*** Opening Provided material ***

//! Remote control for a two-stage linear actuator peripheral over BLE.
//!
//! The protocol engine lives in [`infrastructure::bluetooth`]; the discrete
//! control state and settings in [`domain`]; [`presentation`] is a console
//! stand-in for the joystick and device picker.

pub mod domain;
pub mod infrastructure;
pub mod presentation;
pub mod console;
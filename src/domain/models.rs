use crate::domain::actuator::{ActuatorButton, ActuatorState, ToggleControl};
use std::fmt;
use std::str::FromStr;

/// Bluetooth address of a peripheral
#[derive(Debug, Clone, Copy, PartialEq, Eq, Hash)]
pub struct DeviceId(pub u64);

impl fmt::Display for DeviceId {
    fn fmt(&self, f: &mut fmt::Formatter<'_>) -> fmt::Result {
        write!(f, "{:012X}", self.0)
    }
}

impl FromStr for DeviceId {
    type Err = std::num::ParseIntError;

    fn from_str(s: &str) -> Result<Self, Self::Err> {
        let trimmed = s.trim();
        let digits = trimmed
            .strip_prefix("0x")
            .or_else(|| trimmed.strip_prefix("0X"))
            .unwrap_or(trimmed);
        u64::from_str_radix(&digits.replace(':', ""), 16).map(DeviceId)
    }
}

#[derive(Debug, Clone, PartialEq, Eq)]
pub struct ScannedDevice {
    pub id: DeviceId,
    pub name: String,
    pub signal_strength: i16,
}

#[derive(Debug, Clone, PartialEq, Eq)]
pub enum DisconnectReason {
    Requested,
    LinkLost(String),
    ConnectFailed(String),
}

/// Lifecycle of the link to the peripheral
#[derive(Debug, Clone, PartialEq, Eq)]
pub enum LinkState {
    Idle,
    Scanning,
    Connecting,
    Resolving,
    Ready,
    Disconnected(DisconnectReason),
}

impl fmt::Display for LinkState {
    fn fmt(&self, f: &mut fmt::Formatter<'_>) -> fmt::Result {
        match self {
            Self::Idle => f.write_str("idle"),
            Self::Scanning => f.write_str("scanning"),
            Self::Connecting => f.write_str("connecting"),
            Self::Resolving => f.write_str("resolving"),
            Self::Ready => f.write_str("ready"),
            Self::Disconnected(DisconnectReason::Requested) => f.write_str("disconnected"),
            Self::Disconnected(DisconnectReason::LinkLost(reason)) => {
                write!(f, "disconnected (link lost: {})", reason)
            }
            Self::Disconnected(DisconnectReason::ConnectFailed(reason)) => {
                write!(f, "disconnected (connect failed: {})", reason)
            }
        }
    }
}

/// Requests from the input surface and the scanner UI
#[derive(Debug, Clone, PartialEq)]
pub enum EngineCommand {
    StartScan,
    StopScan,
    SelectDevice(DeviceId),
    Disconnect,
    Axis { x: f32, y: f32 },
    Button { button: ActuatorButton, pressed: bool },
    Toggle(ToggleControl),
    Reset,
    Shutdown,
}

/// Events the engine publishes; presentation only ever reads these
#[derive(Debug, Clone)]
pub enum AppEvent {
    DeviceDiscovered(ScannedDevice),
    ConnectionStateChanged(LinkState),
    ActuatorChanged(ActuatorState),
    LogMessage(StatusMessage),
}

#[derive(Debug, Clone)]
pub struct StatusMessage {
    pub message: String,
    pub severity: MessageSeverity,
}

#[derive(Debug, Clone, Copy, PartialEq, Eq)]
pub enum MessageSeverity {
    Info,
    Success,
    Warning,
    Error,
}

#[cfg(test)]
mod tests {
    use super::*;

    #[test]
    fn test_device_id_parsing() {
        assert_eq!("0xA1B2".parse::<DeviceId>().unwrap(), DeviceId(0xA1B2));
        assert_eq!(
            "AA:BB:CC:DD:EE:FF".parse::<DeviceId>().unwrap(),
            DeviceId(0xAABBCCDDEEFF)
        );
        assert!("zz".parse::<DeviceId>().is_err());
        assert_eq!(DeviceId(0xAB).to_string(), "0000000000AB");
    }
}
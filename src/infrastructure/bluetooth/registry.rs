//! Endpoint Registry
//!
//! Maps each control point role to the transport handle discovered for it
//! during one session. Unknown characteristics are ignored; the session can
//! carry commands once both axis roles have resolved.

use crate::domain::control::{ProtocolIds, Role};
use crate::infrastructure::bluetooth::error::ControlError;
use std::collections::BTreeMap;
use tracing::{debug, trace};
use uuid::Uuid;

/// Transport-defined token for one resolved control point
#[derive(Debug, Clone, Copy, PartialEq, Eq, Hash)]
pub struct EndpointHandle(pub u64);

#[derive(Debug, Clone, Copy, PartialEq, Eq)]
pub struct Endpoint {
    pub role: Role,
    pub handle: EndpointHandle,
}

/// Role → endpoint map for one session. Partial until discovery completes.
#[derive(Debug)]
pub struct EndpointRegistry {
    ids: ProtocolIds,
    endpoints: BTreeMap<Role, Endpoint>,
}

impl EndpointRegistry {
    pub fn new(ids: ProtocolIds) -> Self {
        Self {
            ids,
            endpoints: BTreeMap::new(),
        }
    }

    /// Store a discovered control point if it is one of ours
    pub fn register(&mut self, uuid: Uuid, handle: EndpointHandle) -> Option<Role> {
        let Some(role) = self.ids.role_for(uuid) else {
            trace!("Ignoring unknown characteristic {}", uuid);
            return None;
        };
        if self
            .endpoints
            .insert(role, Endpoint { role, handle })
            .is_some()
        {
            debug!("Control point {} rediscovered, handle replaced", role);
        }
        Some(role)
    }

    pub fn get(&self, role: Role) -> Result<&Endpoint, ControlError> {
        self.endpoints
            .get(&role)
            .ok_or(ControlError::EndpointMissing(role))
    }

    /// All required roles are present
    pub fn is_ready(&self) -> bool {
        Role::ALL
            .iter()
            .filter(|role| role.is_required())
            .all(|role| self.endpoints.contains_key(role))
    }

    pub fn missing(&self) -> Vec<Role> {
        Role::ALL
            .into_iter()
            .filter(|role| !self.endpoints.contains_key(role))
            .collect()
    }

    pub fn clear(&mut self) {
        self.endpoints.clear();
    }
}
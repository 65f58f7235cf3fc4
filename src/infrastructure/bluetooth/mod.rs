//! Bluetooth Module
//!
//! Drives the actuator peripheral over BLE.
//!
//! ## Architecture
//!
//! ```text
//! ┌─────────────────────────────────────────────────────────┐
//! │                     ControlService                       │
//! │   (single task: commands + transport events + heartbeat) │
//! └─────────────────────┬───────────────────────────────────┘
//!                       │
//!                       ▼
//!              ┌──────────────────┐
//!              │ ConnectionManager│──── ConnectionSession
//!              │                  │      - EndpointRegistry
//!              │  - lifecycle     │      - HeartbeatClock
//!              │  - writes        │      - ActuatorState
//!              └────────┬─────────┘
//!                       │
//!         ┌─────────────┼─────────────┐
//!         ▼             ▼             ▼
//! ┌───────────┐  ┌────────────┐  ┌──────────┐
//! │ Protocol  │  │ Transport  │  │ WinRT /  │
//! │ - Payloads│  │ (trait)    │  │ Simulated│
//! │ - Codec   │  │            │  │          │
//! └───────────┘  └────────────┘  └──────────┘
//! ```
//!
//! ## Modules
//!
//! - [`protocol`] - Payload codec for the control points
//! - [`registry`] - Role to endpoint mapping for a session
//! - [`heartbeat`] - Re-send schedule that keeps the link from idling out
//! - [`connection`] - Link lifecycle and command writes
//! - [`service`] - The event loop everything is serialized through
//! - [`transport`] - Seam over the radio stack
//! - [`simulated`] - In-process peripheral
//! - `winrt` - Windows GATT transport

pub mod connection;
pub mod error;
pub mod heartbeat;
pub mod protocol;
pub mod registry;
pub mod service;
pub mod simulated;
pub mod transport;
#[cfg(windows)]
pub mod winrt;

// Re-export main service for convenience
pub use service::ControlService;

*** Closing Provided material ***

▸ Problem:
Task for the records above: copy every line in which the word "trimmed" occurs.

▸ Response:
        let trimmed = s.trim();
        let digits = trimmed
            .or_else(|| trimmed.strip_prefix("0X"))
            .unwrap_or(trimmed);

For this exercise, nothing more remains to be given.